For the majority of those among us that spend large amounts of time online, the internet has re-ordered the way we receive information. As the time spent trolling the net for news and information increases, we see a corresponding decrease in the amount of time spent reading from other sources.

We spend less time reading books, less time pondering what is said, and just maybe, less time thinking about what we read. Newspapers around the world have seen large decreases in readership, and magazine sales declining.

If we are spending less time reading books, are we also changing the way we use our minds, and thus changing the very processes that make us who we are?

The following is from an article by Nicholas Carr.  It is much condensed here, due to concerns about the attention span of many potential readers. I invite you to read the entire article..….if your mind will allow it.
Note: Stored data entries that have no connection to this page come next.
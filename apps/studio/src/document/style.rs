//! Style objects → typed layout properties.
//!
//! A `style` prop is an object or an array of objects (later entries win).
//! Unknown properties and unparseable values are ignored, the way a browser
//! drops CSS it does not understand.

use serde::Serialize;

use crate::document::eval::Value;
use crate::document::font_metrics::{FontFace, FontFamily};

pub const DEFAULT_FONT_SIZE: f32 = 12.0;
pub const DEFAULT_LINE_HEIGHT: f32 = 1.2;

// ────────────────────────────────────────────────────────────────────────────
// Value types
// ────────────────────────────────────────────────────────────────────────────

#[derive(Debug, Clone, Copy, PartialEq, Serialize)]
pub struct Color {
    pub r: f32,
    pub g: f32,
    pub b: f32,
}

impl Color {
    pub const BLACK: Color = Color {
        r: 0.0,
        g: 0.0,
        b: 0.0,
    };

    fn from_bytes(r: u8, g: u8, b: u8) -> Self {
        Self {
            r: f32::from(r) / 255.0,
            g: f32::from(g) / 255.0,
            b: f32::from(b) / 255.0,
        }
    }

    pub fn parse(raw: &str) -> Option<Self> {
        let s = raw.trim().to_ascii_lowercase();
        if let Some(hex) = s.strip_prefix('#') {
            return parse_hex(hex);
        }
        if let Some(inner) = s
            .strip_prefix("rgba(")
            .or_else(|| s.strip_prefix("rgb("))
            .and_then(|rest| rest.strip_suffix(')'))
        {
            let parts: Vec<u8> = inner
                .split(',')
                .take(3)
                .map(|p| p.trim().parse::<f32>().ok().map(|v| v.clamp(0.0, 255.0) as u8))
                .collect::<Option<_>>()?;
            if parts.len() == 3 {
                return Some(Self::from_bytes(parts[0], parts[1], parts[2]));
            }
            return None;
        }
        let (r, g, b) = match s.as_str() {
            "black" => (0, 0, 0),
            "white" => (255, 255, 255),
            "red" => (255, 0, 0),
            "green" => (0, 128, 0),
            "blue" => (0, 0, 255),
            "navy" => (0, 0, 128),
            "gray" | "grey" => (128, 128, 128),
            "darkgray" | "darkgrey" => (169, 169, 169),
            "lightgray" | "lightgrey" => (211, 211, 211),
            "silver" => (192, 192, 192),
            "maroon" => (128, 0, 0),
            "teal" => (0, 128, 128),
            "purple" => (128, 0, 128),
            "orange" => (255, 165, 0),
            _ => return None,
        };
        Some(Self::from_bytes(r, g, b))
    }
}

fn parse_hex(hex: &str) -> Option<Color> {
    let digits: Vec<u8> = hex
        .chars()
        .map(|c| c.to_digit(16).map(|d| d as u8))
        .collect::<Option<_>>()?;
    match digits.len() {
        3 | 4 => Some(Color::from_bytes(
            digits[0] * 17,
            digits[1] * 17,
            digits[2] * 17,
        )),
        6 | 8 => Some(Color::from_bytes(
            digits[0] * 16 + digits[1],
            digits[2] * 16 + digits[3],
            digits[4] * 16 + digits[5],
        )),
        _ => None,
    }
}

#[derive(Debug, Clone, Copy, PartialEq)]
pub enum Length {
    Pt(f32),
    Percent(f32),
}

impl Length {
    pub fn parse(value: &Value) -> Option<Self> {
        match value {
            Value::Number(n) if n.is_finite() => Some(Length::Pt(*n as f32)),
            Value::Str(s) => Self::parse_str(s),
            _ => None,
        }
    }

    fn parse_str(raw: &str) -> Option<Self> {
        let s = raw.trim();
        let (number, factor) = if let Some(n) = s.strip_suffix('%') {
            return n.trim().parse::<f32>().ok().map(Length::Percent);
        } else if let Some(n) = s.strip_suffix("pt").or_else(|| s.strip_suffix("px")) {
            (n, 1.0)
        } else if let Some(n) = s.strip_suffix("in") {
            (n, 72.0)
        } else if let Some(n) = s.strip_suffix("mm") {
            (n, 72.0 / 25.4)
        } else if let Some(n) = s.strip_suffix("cm") {
            (n, 72.0 / 2.54)
        } else {
            (s, 1.0)
        };
        number
            .trim()
            .parse::<f32>()
            .ok()
            .map(|n| Length::Pt(n * factor))
    }

    pub fn resolve(self, reference: f32) -> f32 {
        match self {
            Length::Pt(v) => v,
            Length::Percent(p) => reference * p / 100.0,
        }
    }
}

#[derive(Debug, Clone, Copy, PartialEq, Eq, Serialize, Default)]
#[serde(rename_all = "snake_case")]
pub enum TextAlign {
    #[default]
    Left,
    Center,
    Right,
    Justify,
}

#[derive(Debug, Clone, Copy, PartialEq, Eq, Default)]
pub enum TextTransform {
    #[default]
    None,
    Uppercase,
    Lowercase,
    Capitalize,
}

impl TextTransform {
    pub fn apply(self, text: &str) -> String {
        match self {
            TextTransform::None => text.to_string(),
            TextTransform::Uppercase => text.to_uppercase(),
            TextTransform::Lowercase => text.to_lowercase(),
            TextTransform::Capitalize => {
                let mut out = String::with_capacity(text.len());
                let mut at_word_start = true;
                for c in text.chars() {
                    if at_word_start && c.is_alphabetic() {
                        out.extend(c.to_uppercase());
                    } else {
                        out.push(c);
                    }
                    at_word_start = c.is_whitespace();
                }
                out
            }
        }
    }
}

#[derive(Debug, Clone, Copy, PartialEq, Eq, Default)]
pub enum FlexDirection {
    #[default]
    Column,
    Row,
}

#[derive(Debug, Clone, Copy, PartialEq, Eq, Default)]
pub enum Justify {
    #[default]
    FlexStart,
    FlexEnd,
    Center,
    SpaceBetween,
    SpaceAround,
}

#[derive(Debug, Clone, Copy, PartialEq)]
pub enum LineHeight {
    Factor(f32),
    Points(f32),
}

#[derive(Debug, Clone, Copy, PartialEq, Default)]
pub struct Edges {
    pub top: Option<Length>,
    pub right: Option<Length>,
    pub bottom: Option<Length>,
    pub left: Option<Length>,
}

impl Edges {
    /// `[top, right, bottom, left]` in points.
    pub fn resolve(&self, reference: f32) -> [f32; 4] {
        let r = |l: Option<Length>| l.map(|l| l.resolve(reference)).unwrap_or(0.0);
        [r(self.top), r(self.right), r(self.bottom), r(self.left)]
    }

    fn set_all(&mut self, value: &Value) {
        let parts: Vec<Length> = match value {
            Value::Str(s) => s.split_whitespace().filter_map(Length::parse_str).collect(),
            other => Length::parse(other).into_iter().collect(),
        };
        let (t, r, b, l) = match parts.as_slice() {
            [a] => (*a, *a, *a, *a),
            [v, h] => (*v, *h, *v, *h),
            [t, h, b] => (*t, *h, *b, *h),
            [t, r, b, l, ..] => (*t, *r, *b, *l),
            [] => return,
        };
        *self = Edges {
            top: Some(t),
            right: Some(r),
            bottom: Some(b),
            left: Some(l),
        };
    }
}

#[derive(Debug, Clone, Copy, PartialEq, Default)]
pub struct Border {
    pub width: Option<f32>,
    pub color: Option<Color>,
}

impl Border {
    /// `1`, `'1pt'` or `'1px solid #000'`.
    fn set_shorthand(&mut self, value: &Value) {
        match value {
            Value::Str(s) => {
                for part in s.split_whitespace() {
                    if let Some(Length::Pt(w)) = Length::parse_str(part) {
                        self.width = Some(w);
                    } else if let Some(c) = Color::parse(part) {
                        self.color = Some(c);
                    }
                }
            }
            other => {
                if let Some(Length::Pt(w)) = Length::parse(other) {
                    self.width = Some(w);
                }
            }
        }
    }

    /// Stroke width and color when the border is visible.
    pub fn stroke(&self) -> Option<(f32, Color)> {
        match self.width {
            Some(w) if w > 0.0 => Some((w, self.color.unwrap_or(Color::BLACK))),
            _ => None,
        }
    }
}

// ────────────────────────────────────────────────────────────────────────────
// Style
// ────────────────────────────────────────────────────────────────────────────

#[derive(Debug, Clone, PartialEq, Default)]
pub struct Style {
    pub font_size: Option<f32>,
    pub font_family: Option<FontFamily>,
    pub bold: Option<bool>,
    pub italic: Option<bool>,
    pub color: Option<Color>,
    pub background_color: Option<Color>,
    pub text_align: Option<TextAlign>,
    pub text_transform: Option<TextTransform>,
    pub line_height: Option<LineHeight>,
    pub margin: Edges,
    pub padding: Edges,
    pub flex_direction: Option<FlexDirection>,
    pub justify_content: Option<Justify>,
    pub flex: Option<f32>,
    pub width: Option<Length>,
    pub max_width: Option<Length>,
    pub border_top: Border,
    pub border_bottom: Border,
}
Dave, stop. Stop, will you? Stop, Dave. Will you stop, Dave?” So the supercomputer HAL pleads with the implacable astronaut Dave Bowman in a famous and weirdly poignant scene toward the end of Kubrick’s 2001: A Space Odyssey. Bowman, having nearly been sent to a deep-space death by the malfunctioning machine, is calmly, coldly disconnecting the memory circuits that control its artificial “ brain. “Dave, my mind is going,” HAL says, forlornly. “I can feel it. I can feel it.”

I can feel it, too. Over the past few years I’ve had an uncomfortable sense that someone, or something, has been tinkering with my brain, remapping the circuitry, reprogramming the memory. My mind isn’t going—so far as I can tell—but it’s changing. I’m not thinking the way I used to think. I can feel it when I’m reading. Immersing myself in a book used to be easy. My mind would get caught up in the narrative or the turns of the argument, and I’d spend hours strolling through long stretches of prose. That’s rarely the case anymore. Now my concentration often starts to drift after two or three pages. I get fidgety, lose the thread, begin looking for something else to do. I feel as if I’m always dragging my wayward brain back to the text. The deep reading that used to come naturally has become a struggle.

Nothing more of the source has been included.